Evandrou et al. (2016) adds that there has been documentation of ethnic inequalities in reporting general health. Healthcare disparities have been witnessed in BAME communities when compared to the white British populations. The disparities have been associated with difference in socioeconomic status, health service access and use, and discrimination. The population of people of BAME communities in the UK especially in Wales and England grew from 2001 to 2011 by 6% with relatively younger age structure (Evandrou et al., 2016). Bhardwaj et al. (2012) supports the Public Heath of England’s statement that there are no reliable prevalence rates for people with learning disabilities from the South Asian community. However, through studies that examine the use of the learning disability services from the ethnic minority groups, more than half are people from the South Asian community. Such numbers make up about 2.7% of the total population in the UK (Bhardwaj et al., 2012). Emerson et al. (2012) add that severe learning disability conditions amongst children of the South Asian background in the UK is about three times more prevalent than other ethnic groups in the UK. Emerson et al. (2012) predicted a further increase in the number of people of South Asian origin with severe learning disability over twenty years. Emerson et al. (2012) and McGrother et al. (2002) link the differences in prevalence of learning disability amongst ethnic backgrounds to historical, social, and economic factors including poor housing, social deprivation, insufficient knowledge on learning disability, and environmental pollution.

Overall, the prevalence of people with learning disability in the social model scope which is all about the barriers created by the communities is seen to be different amongst the different ethnic communities in the United Kingdom. Research and reports indicate that there is a significant difference in prevalence of learning disabilities amongst the people of South Asian background compared to the other communities living in the UK. Most of the studies report that the prevalence is three times more and the significant difference can be attributed to several factors. The socioeconomic differences are the main factor and encompass all the others. Socioeconomic differences determine where people live, access to healthcare services, and the type of food they consume. Therefore, learning disability differences in prevalence is associated with the difference in socioeconomic status between the people of South Asian origin and the white British population.

Culture and Leaning Disability Services

The relationship between the cultural aspect and learning disability is existent as seen from different studies conducted in the United Kingdom thus proving hypothesis 1a (H1a). Several included studies prove that there is a relationship between the cultural aspect and learning disability services (Benomir et al., 2016; Bhardwaj et al., 2018; Heer et al., 2012; Greenwood et al., 2014; McGrother et al., 2002; Robertson et al., 2019; Sim et al., 2005).

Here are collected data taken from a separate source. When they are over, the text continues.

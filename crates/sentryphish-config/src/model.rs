// SPDX-FileCopyrightText: 2026 Sentryphish Contributors
// SPDX-License-Identifier: MIT OR Apache-2.0

//! Configuration model structs for the Sentryphish detection pipeline.
//!
//! All structs use `#[serde(deny_unknown_fields)]` to reject unrecognized
//! config keys at startup, providing actionable error messages.

use serde::{Deserialize, Serialize};

/// Top-level Sentryphish configuration.
///
/// Loaded from TOML files following XDG hierarchy, with environment variable overrides.
/// All sections are optional and default to sensible values.
#[derive(Debug, Clone, Default, Deserialize, Serialize)]
#[serde(deny_unknown_fields)]
pub struct SentryConfig {
    /// Agent identity and logging settings.
    #[serde(default)]
    pub agent: AgentConfig,

    /// Message monitoring loop settings.
    #[serde(default)]
    pub monitor: MonitorConfig,

    /// Detection pipeline settings.
    #[serde(default)]
    pub detector: DetectorConfig,

    /// Grok API settings.
    #[serde(default)]
    pub grok: GrokConfig,

    /// DeepSeek API settings.
    #[serde(default)]
    pub deepseek: DeepseekConfig,

    /// Hugging Face Inference API settings.
    #[serde(default)]
    pub huggingface: HuggingfaceConfig,

    /// Alert dispatch settings.
    #[serde(default)]
    pub alerts: AlertsConfig,

    /// Storage backend settings.
    #[serde(default)]
    pub storage: StorageConfig,
}

/// Agent identity and logging configuration.
#[derive(Debug, Clone, Deserialize, Serialize)]
#[serde(deny_unknown_fields)]
pub struct AgentConfig {
    /// Display name of the agent.
    #[serde(default = "default_agent_name")]
    pub name: String,

    /// Logging level (trace, debug, info, warn, error).
    #[serde(default = "default_log_level")]
    pub log_level: String,
}

impl Default for AgentConfig {
    fn default() -> Self {
        Self {
            name: default_agent_name(),
            log_level: default_log_level(),
        }
    }
}

fn default_agent_name() -> String {
    "sentryphish".to_string()
}

fn default_log_level() -> String {
    "info".to_string()
}

/// Message monitoring loop configuration.
#[derive(Debug, Clone, Deserialize, Serialize)]
#[serde(deny_unknown_fields)]
pub struct MonitorConfig {
    /// Seconds between polling passes over enabled sources.
    #[serde(default = "default_scan_interval_secs")]
    pub scan_interval_secs: u64,

    /// Message sources to monitor (notification, sms, email).
    #[serde(default = "default_enabled_sources")]
    pub enabled_sources: Vec<String>,
}

impl Default for MonitorConfig {
    fn default() -> Self {
        Self {
            scan_interval_secs: default_scan_interval_secs(),
            enabled_sources: default_enabled_sources(),
        }
    }
}

fn default_scan_interval_secs() -> u64 {
    30
}

fn default_enabled_sources() -> Vec<String> {
    vec![
        "notification".to_string(),
        "sms".to_string(),
        "email".to_string(),
    ]
}

/// Detection pipeline configuration.
#[derive(Debug, Clone, Deserialize, Serialize)]
#[serde(deny_unknown_fields)]
pub struct DetectorConfig {
    /// Provider fallback order. Each provider gets one attempt before
    /// the next is tried; the local heuristic runs when all fail.
    #[serde(default = "default_provider_order")]
    pub provider_order: Vec<String>,

    /// Messages with trimmed content shorter than this are classified
    /// safe without calling any provider.
    #[serde(default = "default_min_content_chars")]
    pub min_content_chars: usize,

    /// Minimum confidence for a phishing verdict to be rated red
    /// rather than yellow.
    #[serde(default = "default_red_confidence_threshold")]
    pub red_confidence_threshold: f64,

    /// Maximum number of cached classification results.
    #[serde(default = "default_cache_max_entries")]
    pub cache_max_entries: usize,

    /// Hours before a cached classification expires.
    #[serde(default = "default_cache_ttl_hours")]
    pub cache_ttl_hours: u64,
}

impl Default for DetectorConfig {
    fn default() -> Self {
        Self {
            provider_order: default_provider_order(),
            min_content_chars: default_min_content_chars(),
            red_confidence_threshold: default_red_confidence_threshold(),
            cache_max_entries: default_cache_max_entries(),
            cache_ttl_hours: default_cache_ttl_hours(),
        }
    }
}

fn default_provider_order() -> Vec<String> {
    vec![
        "huggingface".to_string(),
        "grok".to_string(),
        "deepseek".to_string(),
    ]
}

fn default_min_content_chars() -> usize {
    15
}

fn default_red_confidence_threshold() -> f64 {
    0.7
}

fn default_cache_max_entries() -> usize {
    100
}

fn default_cache_ttl_hours() -> u64 {
    24
}

/// Grok API configuration.
#[derive(Debug, Clone, Deserialize, Serialize)]
#[serde(deny_unknown_fields)]
pub struct GrokConfig {
    /// Grok API key. `None` disables the provider.
    #[serde(default)]
    pub api_key: Option<String>,

    /// Model to use for classification requests.
    #[serde(default = "default_grok_model")]
    pub model: String,

    /// Request timeout in seconds.
    #[serde(default = "default_grok_timeout_secs")]
    pub timeout_secs: u64,
}

impl Default for GrokConfig {
    fn default() -> Self {
        Self {
            api_key: None,
            model: default_grok_model(),
            timeout_secs: default_grok_timeout_secs(),
        }
    }
}

fn default_grok_model() -> String {
    "grok-2-latest".to_string()
}

fn default_grok_timeout_secs() -> u64 {
    15
}

/// DeepSeek API configuration.
#[derive(Debug, Clone, Deserialize, Serialize)]
#[serde(deny_unknown_fields)]
pub struct DeepseekConfig {
    /// DeepSeek API key. `None` disables the provider.
    #[serde(default)]
    pub api_key: Option<String>,

    /// Model to use for classification requests.
    #[serde(default = "default_deepseek_model")]
    pub model: String,

    /// Request timeout in seconds.
    #[serde(default = "default_deepseek_timeout_secs")]
    pub timeout_secs: u64,

    /// Maximum tokens to generate per response.
    #[serde(default = "default_deepseek_max_tokens")]
    pub max_tokens: u32,

    /// Sampling temperature for classification requests.
    #[serde(default = "default_deepseek_temperature")]
    pub temperature: f64,
}

impl Default for DeepseekConfig {
    fn default() -> Self {
        Self {
            api_key: None,
            model: default_deepseek_model(),
            timeout_secs: default_deepseek_timeout_secs(),
            max_tokens: default_deepseek_max_tokens(),
            temperature: default_deepseek_temperature(),
        }
    }
}

fn default_deepseek_model() -> String {
    "deepseek-chat".to_string()
}

fn default_deepseek_timeout_secs() -> u64 {
    5
}

fn default_deepseek_max_tokens() -> u32 {
    800
}

fn default_deepseek_temperature() -> f64 {
    0.2
}

/// Hugging Face Inference API configuration.
#[derive(Debug, Clone, Deserialize, Serialize)]
#[serde(deny_unknown_fields)]
pub struct HuggingfaceConfig {
    /// Hugging Face API token. `None` disables the provider.
    #[serde(default)]
    pub api_key: Option<String>,

    /// Zero-shot classification model identifier.
    #[serde(default = "default_huggingface_model")]
    pub model: String,

    /// Request timeout in seconds.
    #[serde(default = "default_huggingface_timeout_secs")]
    pub timeout_secs: u64,
}

impl Default for HuggingfaceConfig {
    fn default() -> Self {
        Self {
            api_key: None,
            model: default_huggingface_model(),
            timeout_secs: default_huggingface_timeout_secs(),
        }
    }
}

fn default_huggingface_model() -> String {
    "facebook/bart-large-mnli".to_string()
}

fn default_huggingface_timeout_secs() -> u64 {
    10
}

/// Alert dispatch configuration.
#[derive(Debug, Clone, Deserialize, Serialize)]
#[serde(deny_unknown_fields)]
pub struct AlertsConfig {
    /// Automatically add red-rated senders to the block list.
    #[serde(default = "default_auto_block")]
    pub auto_block_red: bool,

    /// Automatically add yellow-rated senders to the watch list.
    #[serde(default = "default_watch_on_yellow")]
    pub watch_on_yellow: bool,
}

impl Default for AlertsConfig {
    fn default() -> Self {
        Self {
            auto_block_red: default_auto_block(),
            watch_on_yellow: default_watch_on_yellow(),
        }
    }
}

fn default_auto_block() -> bool {
    true
}

fn default_watch_on_yellow() -> bool {
    true
}

/// Storage backend configuration.
#[derive(Debug, Clone, Deserialize, Serialize)]
#[serde(deny_unknown_fields)]
pub struct StorageConfig {
    /// Directory where history, sender lists, cache snapshots, and
    /// settings JSON files are stored.
    #[serde(default = "default_data_dir")]
    pub data_dir: String,

    /// Maximum number of history entries retained (oldest dropped first).
    #[serde(default = "default_history_max_entries")]
    pub history_max_entries: usize,
}

impl Default for StorageConfig {
    fn default() -> Self {
        Self {
            data_dir: default_data_dir(),
            history_max_entries: default_history_max_entries(),
        }
    }
}

fn default_data_dir() -> String {
    dirs::data_dir()
        .map(|p| p.join("sentryphish"))
        .unwrap_or_else(|| std::path::PathBuf::from("sentryphish-data"))
        .to_string_lossy()
        .into_owned()
}

fn default_history_max_entries() -> usize {
    100
}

According to Heer et al. (2012), the people from the South Asian community understanding of learning disability is based on their cultural and religious beliefs. Such understanding raises issues when such people access learning disability services since their needs may not be met. Clients may fail to comply with the treatment plans. Medical professionals may consider this non-compliance but on the part of the South Asian population, it might be a different understanding due to their culture. Robertson et al. (2019) argues that people from the South Asian communities have better awareness to general health service such as nursing care and doctors and limited awareness of the specialist care such as psychiatrists, psychologists, and speech therapy. Such analysis can be supported through the social model framework.

The social model of disability considers disability from the scope of societal barriers and culture has been identified as one of this barrier. Greenwood et al. (2014) in their study established that the culture of the carer can be a barrier to access of learning disability services. The cultural and religious aspects are associated with the people from the South Asian community in the UK using the services. Sim et al. (2005) add that belief structures amongst the South Asian communities for example fear of being stigmatized, alter-casting, and the past life wrong-doings in the Hindu culture and religion may limit the use of the services. The cultural aspects concerning being shamed that are attached to the access and use of care and social services also influence the uptake of learning disability services amongst the people of South Asia in the United Kingdom (Benomir et al., 2016). McGrother et al. (2002) and  Robertson et al. (2019) state that South Asians generally approach health professionals differently while some even avoid the healthcare services. Due to their culture, people from the South Asian communities in the UK opt to seek the services of traditional and religious healers in addressing issues related to learning disabilities (Bhardwaj et al., 2018). Therefore, the culture and religion create a barrier to access of the learning disability services. The cultural attitude of the South Asians in the United Kingdom increases the gap that exists in access of care services thus limiting access to services.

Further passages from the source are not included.